Como afirmou o Financial Times: “estamos na mesma tempestade, mas não no mesmo barco”. O dinheiro é apenas um aspeto da desigualdade que foi revelada e exacerbada pela pandemia. A discriminação racial fez manchetes, especialmente com o assassinato de George Floyd. E à medida que acontecimentos extremos relacionados com as mudanças climáticas, como cheias ou os fogos em Portugal, se tornam mais comuns, tornou-se evidente que alguns países e algumas comunidades são mais vulneráveis ​​do que outras. A flagrante desigualdade da injustiça climática é que as comunidades de elevado rendimento são responsáveis pela maioria das emissões de gases de efeito estufa, e os seus impactos negativos são desproporcionalmente sofridos por comunidades de baixo rendimento.

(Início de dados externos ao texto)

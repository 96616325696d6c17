//! Integration tests for `--build` and fail-fast behaviour

use crate::helpers::{TestFactory, run_site_release, site_release};
use anyhow::Result;

const RECORDING_BUILD: &str = r#"
[install]
enabled = false

[build]
command = ["sh", "-c", "echo {site} >> build.log"]
"#;

#[test]
fn test_build_runs_once_per_site_in_order() -> Result<()> {
  let factory = TestFactory::new()?;
  factory.add_site("beta", "2.17.0")?;
  factory.add_site("alpha", "2.17.0")?;
  factory.write_config(RECORDING_BUILD)?;
  factory.commit("Add sites")?;

  let output = run_site_release(&factory.path, &["2.18.0", "--build"])?;
  let stdout = String::from_utf8_lossy(&output.stdout);

  assert_eq!(factory.read_file("build.log")?, "alpha\nbeta\n");
  assert!(stdout.contains("alpha: upgraded (2.17.0 → 2.18.0), built"), "stdout: {}", stdout);

  Ok(())
}

#[test]
fn test_builder_not_invoked_without_flag() -> Result<()> {
  let factory = TestFactory::new()?;
  factory.add_site("alpha", "2.17.0")?;
  factory.write_config(RECORDING_BUILD)?;
  factory.commit("Add site")?;

  run_site_release(&factory.path, &["2.18.0"])?;

  assert!(!factory.path.join("build.log").exists());
  assert!(factory.requirements("alpha")?.contains("richie==2.18.0"));

  Ok(())
}

#[test]
fn test_build_env_receives_site_name() -> Result<()> {
  let factory = TestFactory::new()?;
  factory.add_site("alpha", "2.17.0")?;
  factory.write_config(
    r#"
[install]
enabled = false

[build]
command = ["sh", "-c", "echo \"$RICHIE_SITE $RICHIE_VERSION\" > build.log"]
env = { RICHIE_SITE = "{site}", RICHIE_VERSION = "{version}" }
workdir = "{site_dir}"
"#,
  )?;
  factory.commit("Add site")?;

  run_site_release(&factory.path, &["2.18.0", "--build"])?;
  assert_eq!(factory.read_file("sites/alpha/build.log")?, "alpha 2.18.0\n");

  Ok(())
}

#[test]
fn test_failing_build_stops_the_run() -> Result<()> {
  let factory = TestFactory::new()?;
  for site in ["alpha", "beta", "gamma"] {
    factory.add_site(site, "2.17.0")?;
  }
  factory.write_config(
    r#"
[install]
enabled = false

[build]
command = ["sh", "-c", "echo {site} >> build.log; test {site} != beta"]
"#,
  )?;
  factory.commit("Add sites")?;
  let before = factory.commit_count()?;

  let output = site_release(&factory.path, &["2.18.0", "--build", "--commit"])?;
  assert_eq!(output.status.code(), Some(4));

  let stdout = String::from_utf8_lossy(&output.stdout);
  assert!(stdout.contains("alpha: upgraded"), "stdout: {}", stdout);
  assert!(stdout.contains("beta: failed"), "stdout: {}", stdout);
  assert!(stdout.contains("gamma: skipped"), "stdout: {}", stdout);

  let stderr = String::from_utf8_lossy(&output.stderr);
  assert!(stderr.contains("build failed for site 'beta' (exit code 1)"), "stderr: {}", stderr);

  // alpha is upgraded and committed
  assert_eq!(factory.commit_count()?, before + 1);
  assert_eq!(factory.git_log(1)?, vec!["⬆️(alpha) upgrade richie to 2.18.0"]);

  // beta keeps its edited manifests, uncommitted
  assert!(factory.requirements("beta")?.contains("richie==2.18.0"));

  // gamma is untouched and never built
  assert!(factory.requirements("gamma")?.contains("richie==2.17.0"));
  assert_eq!(factory.read_file("build.log")?, "alpha\nbeta\n");

  Ok(())
}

A única intolerância que vamos tolerar é a intolerância para com as desigualdades — sociais, de género, raciais. E esta tomada de posição, que não é nova, mas é cada vez mais notória, mudará, seguramente, os desenvolvimentos políticos, sociais e até corporativos. As pessoas estão cada vez mais sensíveis a estas desigualdades e menos dispostas a tolerá-las.

 

18. Preocupação com a água

Damos a água como algo adquirido e facilmente acessível. Mas agora temos de pensar muito mais sobre este precioso recurso. As alterações climáticas estão a causar estragos nos ciclos de água que permitiram a vida tal como a conhecemos, e não passa um dia sem que haja relatos alarmantes: algumas zonas sofrem de seca prolongada, forçando as pessoas a migrarem, enquanto outros lugares são atingidos por chuvas e inundações mais intensas.Os glaciares estão a recuar, o gelo derrete no Pólo Norte, Groenlândia e Antártica e o nível do mar sobe, o que representa uma ameaça para muitas ilhas de baixa altitude, países como o Bangladesh, algumas das maiores cidades do mundo e as quase 40% da população dos Estados Unidos que vive em zonas costeiras.

 

19. Na linha da frente

Os primeiros a serem chamados e a responder (por exemplo, médicos e enfermeiros, polícia, bombeiros) normalmente têm sido apelidados “trabalhadores da linha da frente”. Durante a pandemia, esta noção passou a abranger os trabalhadores que foram potencialmente expostos a infecções nos seus empregos: profissionais de saúde e de lares de terceira idade, professores, motoristas de entregas e trabalhadores de lojas, por exemplo. Percebeu-se como são críticos esses empregos de baixa remuneração.

 

20.Tornar sexy o que não é sexy

É difícil pensar num conceito menos sexy do que o de infraestrutura — embora o de “cadeia de abastecimento” e “logística” sejam bons candidatos ao título. Mas eles são vitais para a vida moderna e a chave para tornar as coisas sexy é torná-las relevantes para as pessoas comuns. No futuro, transformar-se-ão num tópico de conversa, à medida que, preocupadas com os atrasos nas entregas das compras de Natal, é necessário discutir as cadeias de abastecimento. Infraestruturas como estradas, pontes, sistemas de esgotos, barragens ou proteção de cheias serão as próximas.

 

21. O meio desaparece

Nestes tempos de polarização, não é no “meio” nem no “centro” que está a virtude. O próximo ano não trará grandes mudanças e vamos continuar a encontrar maneiras de nos separar em campos opostos. Alguns analistas estão alarmados que o metaverso de Mark Zuckerberg “possa ​​fraturar a realidade tal como a conhecemos.” Já estamos a assistir a isso nos media de streaming, mas esta tendência pode crescer, com óculos de realidade aumentada que determinam o que uma pessoa vê ao descer uma rua. Como podemos encontrar o meio quando nunca vemos o que existe do outro lado?

 

22. Guerras de palavras

De um lado da barricada estão aqueles que se esforçam por ser sensíveis a questões de injustiça, como os vieses inconscientes, e escolhem cuidadosamente as suas palavras. Eles perguntam às pessoas que pronome usam, e querem ser o mais inclusivos possível com siglas como LGBTQ ou mais detalhadamente LGBTQQIP2SAA. Eles costumam adicionar “+” para reconhecer que podem existir pessoas e identidades não heterossexuais que não estão incluídas no acrónimo. Do outro lado estão aqueles que estão perplexos, irritados ou até mesmo irados com tais termos, que protestam contra o “politicamente correto” levado às últimas consequências, que acham tudo isto muito complicado e inibidor porque “não se pode dizer mais nada.” Marian Salzman não espera que sejam hasteadas bandeiras brancas nesta batalha.